James Allen McCune stars as James, who discovers a video supposedly showing a witch during his sister Heather’s demonic experiences in the Blair Witch woods. Naturally, that compels him to endanger everybody’s lives by heading off there with a group of unappealing, unprepossessing 20somethings friends to find her.
And, what do you know?, he finds the dangling witchy twig thingies and the creepy house where the first film ‘climaxed’, or should I say ended rather suddenly.
Blair Witch doesn’t make any sense and cheats with the trademark shaky-cam subjective cameras when we get views that can’t possibly come from the characters’ cameras, though admittedly the current lightweight cameras make sense of how you can keep filming when you’re about to die.
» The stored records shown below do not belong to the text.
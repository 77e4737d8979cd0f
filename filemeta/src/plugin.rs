//! File metadata plugin
//!
//! Wires the pieces together for the host:
//! - `on_init` / `on_config_update` lifecycle hooks
//! - `parse_metadata_file`: companion files → filename rules → dispatch →
//!   accumulate → normalize → commit
//!
//! # Field accumulation
//! Fields from every rule that produced data are merged by key into one
//! map. A key produced by a later rule replaces the value from an earlier
//! rule. Rules whose file yields nothing leave the map untouched.

use crate::config::{ConfigHandle, PluginConfig};
use crate::contents::{companion_files, ContentSource};
use crate::extractors::ExtractorRegistry;
use crate::models::{CommitOptions, GalleryData};
use crate::normalize::Normalizer;
use crate::rules::FilenameRules;
use crate::types::FieldMap;
use filemeta_common::Result;
use std::path::Path;
use tracing::{debug, info};

/// Host store that receives normalized metadata
///
/// How new values combine with what the store already holds for the target
/// is up to the store and `options`.
pub trait ItemStore {
    /// Item the metadata is written onto
    type Target: ?Sized;

    /// Write `data` onto `target`; returns whether anything was applied
    fn update_item_data(
        &self,
        target: &Self::Target,
        data: GalleryData,
        options: &CommitOptions,
    ) -> Result<bool>;
}

/// Companion-file metadata plugin
pub struct FileMetadataPlugin<C, S> {
    config: ConfigHandle,
    rules: FilenameRules,
    registry: ExtractorRegistry,
    contents: C,
    store: S,
}

impl<C, S> FileMetadataPlugin<C, S>
where
    C: ContentSource,
    S: ItemStore,
{
    /// Create a plugin with default configuration and the built-in rules
    pub fn new(registry: ExtractorRegistry, contents: C, store: S) -> Self {
        Self {
            config: ConfigHandle::default(),
            rules: FilenameRules::default(),
            registry,
            contents,
            store,
        }
    }

    /// Replace the built-in filename rules
    ///
    /// Rules set in the configuration still take precedence.
    pub fn with_rules(mut self, rules: FilenameRules) -> Self {
        self.rules = rules;
        self
    }

    /// Share an existing configuration handle
    pub fn with_config(mut self, config: ConfigHandle) -> Self {
        self.config = config;
        self
    }

    pub fn config(&self) -> &ConfigHandle {
        &self.config
    }

    pub fn store(&self) -> &S {
        &self.store
    }

    /// Load plugin configuration
    pub fn on_init(&self, config_path: Option<&Path>) -> Result<()> {
        self.config.load(config_path)
    }

    /// Merge a configuration update into the live configuration
    pub fn on_config_update(&self, update: &serde_json::Value) -> Result<()> {
        self.config.apply_update(update)
    }

    /// Extract metadata from the companion files of `path` and commit it
    ///
    /// Returns `true` if at least one rule produced fields (and a commit was
    /// made), `false` if nothing matched. Errors come only from the listing
    /// and store collaborators.
    pub fn parse_metadata_file(&self, path: &Path, target: &S::Target) -> Result<bool> {
        let config = self.config.snapshot();

        let Some(fields) = self.collect_fields(path, &config)? else {
            debug!(path = %path.display(), "No companion metadata found");
            return Ok(false);
        };

        self.commit(&fields, target, &config.commit_options, &config)?;
        Ok(true)
    }

    /// Run the filename rules over the companion files of `path`
    ///
    /// Returns the accumulated fields, or `None` if no rule produced any.
    pub fn extract_fields(&self, path: &Path) -> Result<Option<FieldMap>> {
        let config = self.config.snapshot();
        self.collect_fields(path, &config)
    }

    /// Normalize `fields` and commit them onto `target` with `options`
    pub fn apply_metadata(
        &self,
        fields: &FieldMap,
        target: &S::Target,
        options: &CommitOptions,
    ) -> Result<bool> {
        let config = self.config.snapshot();
        self.commit(fields, target, options, &config)
    }

    fn collect_fields(&self, path: &Path, config: &PluginConfig) -> Result<Option<FieldMap>> {
        let rules = config.filename_rules(&self.rules)?;
        let files = companion_files(self.contents.contents(path)?, |name| {
            config.is_recognized(name)
        });

        debug!(
            path = %path.display(),
            files = ?files.iter().map(|f| f.name.as_str()).collect::<Vec<_>>(),
            "Companion files"
        );

        let mut accumulated = FieldMap::new();
        let mut applied = false;

        for rule in rules.iter() {
            let Some(file) = rule.first_match(&files) else {
                continue;
            };

            debug!(path = %file.path.display(), flags = %rule.flags(), "Rule matched file");
            let fields = self.registry.dispatch(rule.flags(), &file.path);
            if !fields.is_empty() {
                applied = true;
                accumulated.extend(fields);
            }
        }

        Ok(applied.then_some(accumulated))
    }

    fn commit(
        &self,
        fields: &FieldMap,
        target: &S::Target,
        options: &CommitOptions,
        config: &PluginConfig,
    ) -> Result<bool> {
        debug!(keys = ?fields.keys().collect::<Vec<_>>(), "Normalizing fields");

        let data = Normalizer::new(config).normalize_map(fields);
        let fields_applied = data.applied_fields();
        let applied = self.store.update_item_data(target, data, options)?;

        info!(fields = ?fields_applied, applied = applied, "Metadata committed");
        Ok(applied)
    }
}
Logic is left far behind from the get-go when the characters get going into the woods from which no one returns alive. Well, would you go? Me not, and certainly not if McCune was leading the trail. Anyway, if you do go down to the woods today, you’re sure there’s going to be no big surprise – a witch lives there, and she’ll kill you if you look at her, though it’s OK if you don’t, very much Medusa style.
You’ll certainly all want to stay together, if there’s six or so of you, preferably sleep in the same tent, if you’re camping out overnight, though this isn’t advisable. But, know what?, this lot split up and get picked off and, well you know the rest…
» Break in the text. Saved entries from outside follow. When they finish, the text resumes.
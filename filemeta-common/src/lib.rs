//! # filemeta common library
//!
//! Shared code for the companion-file metadata crates:
//! - Error and result types
//! - Configuration file resolution and loading
//! - Merging of JSON configuration updates into typed config structs

pub mod config;
pub mod error;

pub use error::{Error, Result};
Director Adam Wingard makes a very good job of making it as fast moving and exciting as possible, with lots of crashes on the soundtrack, boos, sudden shocks and jump scares. And the relentless score works up a frenzy to try to keep us involved (though I wished it would shut up for a while).
However, as a piece of coherent, intelligent story-telling, Blair Witch is at a total loss in writer Simon Barrett’s screenplay, which, after lots of unpersuasive dialogue and unbelievable plot developments, descends into characters shouting various first names as people keep disappearing, and a chain of barely connected supposedly fear-inducing situations and events.
Rather than being a movie, it is a ghost train ride, and on that level fine. Two or three really good eerie sequences just about save it and, to be fair, those scenes are much scarier than anything in the original The Blair Witch Project.
Also in the cast are Callie Hernandez, Corbin Reid, Brandon Scott, Wes Robinson, and Valorie Curry.